Cyndi Lauper famously sang, “Girls just wanna have fun,” and nowhere is that more apparent than in the fashion world. Where womenswear designers consistently push the boundaries of clothing through experimental materials, colours and silhouettes, menswear has, of late, been rather stiff, buttoned up and dull—at least in North America. But with traditional binary gender norms being challenged and rapidly evolving technology encouraging a global connection, that sense of playful experimentation is making a major return to men’s fashion. It’s finally time for everyone to get in on the fun.

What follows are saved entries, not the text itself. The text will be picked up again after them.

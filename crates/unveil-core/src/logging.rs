//! File-backed tracing setup.
//!
//! The TUI owns stdout and stderr while it runs, so log records go to
//! `$UNVEIL_HOME/logs/unveil.log`. The filter comes from `UNVEIL_LOG` when
//! set, otherwise from `[log].level` in the config.

use std::fs;
use std::path::Path;

use anyhow::{Context, Result};
use tracing_appender::non_blocking::WorkerGuard;
use tracing_subscriber::layer::SubscriberExt;
use tracing_subscriber::util::SubscriberInitExt;
use tracing_subscriber::{EnvFilter, fmt};

use crate::config::{Config, paths};

/// Environment variable holding a tracing filter directive.
pub const LOG_ENV: &str = "UNVEIL_LOG";

const LOG_FILE_NAME: &str = "unveil.log";

/// Installs the global subscriber writing to the default logs directory.
///
/// Keep the returned guard alive for the lifetime of the process; dropping
/// it flushes and stops the background writer.
///
/// # Errors
/// Returns an error if the logs directory cannot be created or a subscriber
/// is already installed.
pub fn init(config: &Config) -> Result<WorkerGuard> {
    init_in(&paths::logs_dir(), &config.log.level)
}

/// Installs the global subscriber writing to `dir`.
///
/// # Errors
/// Returns an error if `dir` cannot be created or a subscriber is already
/// installed.
pub fn init_in(dir: &Path, default_level: &str) -> Result<WorkerGuard> {
    fs::create_dir_all(dir)
        .with_context(|| format!("Failed to create log directory {}", dir.display()))?;

    let file_appender = tracing_appender::rolling::never(dir, LOG_FILE_NAME);
    let (writer, guard) = tracing_appender::non_blocking(file_appender);

    tracing_subscriber::registry()
        .with(filter_from_env(default_level))
        .with(fmt::layer().with_writer(writer).with_ansi(false))
        .try_init()
        .context("Failed to install tracing subscriber")?;

    Ok(guard)
}

fn filter_from_env(default_level: &str) -> EnvFilter {
    EnvFilter::try_from_env(LOG_ENV)
        .or_else(|_| EnvFilter::try_new(default_level))
        .unwrap_or_else(|_| EnvFilter::new("info"))
}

In March, Fashioning Masculinities: The Art of Menswear will open at the Victoria and Albert Museum in London, England. Sponsored by Gucci, the exhibition promises an exploration of the current unprecedented creativity in men’s fashion—a renaissance seen on the spring/summer 2022 runways, where some of the top trends included skirts, cut-outs and the colour pink. Midriffs were on display at Jacquemus, with models sporting asymmetrical crop tops and bra tops, while at GMBH, off-the-shoulder tops and blouses knotted at the waist called to mind the glamour girls of Old Hollywood. At Prada, soft baby pink made an appearance, as did the mini skort. In keeping with his vein of post-apocalyptic chic, Rick Owens offered bodysuits with cut-outs as well as footwear with high heels. Even higher heels were spotted at Saint Laurent, which creative image director Anthony Vaccarello paired with black skinny jeans and a regal yellow cape worn over a bare chest, exemplifying the collection’s “new romanticism” theme. And at Louis Vuitton, the late menswear artistic director Virgil Abloh explored acidic shades of pink and purple, skirts and cinched waists. “I try to create the world as I would like to see it in real life,” he told Vogue.com about the collection.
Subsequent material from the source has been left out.